--- WHAT THE TASK ASKS ---
Find the string "else" in the records. Copy every line it appears in.

Saved data entries:
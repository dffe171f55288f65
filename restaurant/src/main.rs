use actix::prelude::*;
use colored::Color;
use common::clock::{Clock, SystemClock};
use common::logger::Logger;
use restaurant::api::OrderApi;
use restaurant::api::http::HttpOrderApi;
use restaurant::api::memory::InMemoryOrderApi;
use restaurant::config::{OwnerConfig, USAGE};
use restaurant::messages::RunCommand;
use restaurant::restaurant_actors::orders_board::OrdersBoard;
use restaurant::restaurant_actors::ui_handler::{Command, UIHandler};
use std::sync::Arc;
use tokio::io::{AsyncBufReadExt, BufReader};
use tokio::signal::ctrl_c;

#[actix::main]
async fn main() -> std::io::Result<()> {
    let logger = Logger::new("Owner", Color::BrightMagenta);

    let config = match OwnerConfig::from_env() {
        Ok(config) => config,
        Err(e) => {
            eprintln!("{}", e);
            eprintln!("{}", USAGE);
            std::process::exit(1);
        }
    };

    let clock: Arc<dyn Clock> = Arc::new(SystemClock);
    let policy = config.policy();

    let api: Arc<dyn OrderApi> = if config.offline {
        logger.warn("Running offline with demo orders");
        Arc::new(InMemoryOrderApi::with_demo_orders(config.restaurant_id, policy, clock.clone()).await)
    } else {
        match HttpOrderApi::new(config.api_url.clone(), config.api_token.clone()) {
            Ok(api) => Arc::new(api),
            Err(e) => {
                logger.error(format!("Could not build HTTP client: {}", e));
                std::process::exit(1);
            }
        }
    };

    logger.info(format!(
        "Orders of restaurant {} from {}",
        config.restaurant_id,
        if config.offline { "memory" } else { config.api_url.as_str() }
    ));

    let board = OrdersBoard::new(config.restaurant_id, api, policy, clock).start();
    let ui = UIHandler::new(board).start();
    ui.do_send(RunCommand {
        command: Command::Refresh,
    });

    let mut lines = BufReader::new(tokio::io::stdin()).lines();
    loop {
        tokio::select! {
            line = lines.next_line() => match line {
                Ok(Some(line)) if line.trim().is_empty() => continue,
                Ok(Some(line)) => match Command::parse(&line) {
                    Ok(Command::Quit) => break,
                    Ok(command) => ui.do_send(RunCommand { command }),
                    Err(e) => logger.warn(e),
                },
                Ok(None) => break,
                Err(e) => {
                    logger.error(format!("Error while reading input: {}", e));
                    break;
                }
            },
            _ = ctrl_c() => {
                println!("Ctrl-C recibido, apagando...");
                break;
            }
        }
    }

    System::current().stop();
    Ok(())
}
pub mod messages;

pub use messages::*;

==

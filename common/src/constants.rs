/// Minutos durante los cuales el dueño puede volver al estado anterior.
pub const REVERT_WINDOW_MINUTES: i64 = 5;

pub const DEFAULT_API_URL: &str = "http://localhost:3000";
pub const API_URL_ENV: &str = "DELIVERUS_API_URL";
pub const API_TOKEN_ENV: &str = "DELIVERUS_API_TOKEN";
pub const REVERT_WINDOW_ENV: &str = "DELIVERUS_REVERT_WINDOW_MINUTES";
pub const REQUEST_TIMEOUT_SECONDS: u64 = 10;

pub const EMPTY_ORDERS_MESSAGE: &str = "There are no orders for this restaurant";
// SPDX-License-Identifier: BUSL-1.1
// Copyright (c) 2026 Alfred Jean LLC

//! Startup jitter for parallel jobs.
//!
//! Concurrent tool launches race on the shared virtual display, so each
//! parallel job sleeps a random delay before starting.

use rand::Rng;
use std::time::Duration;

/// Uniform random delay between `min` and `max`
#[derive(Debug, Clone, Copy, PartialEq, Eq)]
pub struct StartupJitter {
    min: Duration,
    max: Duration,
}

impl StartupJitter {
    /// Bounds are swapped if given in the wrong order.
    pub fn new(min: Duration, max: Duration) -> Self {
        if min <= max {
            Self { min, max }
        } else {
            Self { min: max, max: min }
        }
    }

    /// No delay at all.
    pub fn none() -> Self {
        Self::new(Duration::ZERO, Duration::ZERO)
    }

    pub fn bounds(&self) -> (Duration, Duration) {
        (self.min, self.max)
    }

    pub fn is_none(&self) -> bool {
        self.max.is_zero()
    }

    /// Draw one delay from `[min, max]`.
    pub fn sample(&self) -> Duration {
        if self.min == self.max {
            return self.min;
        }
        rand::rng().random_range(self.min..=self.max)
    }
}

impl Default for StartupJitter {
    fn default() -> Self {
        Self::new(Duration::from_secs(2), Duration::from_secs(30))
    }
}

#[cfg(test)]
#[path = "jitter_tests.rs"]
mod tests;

--- WRITTEN SOLUTION ---
    } else {
        if config.offline { "memory" } else { config.api_url.as_str() }
        } else {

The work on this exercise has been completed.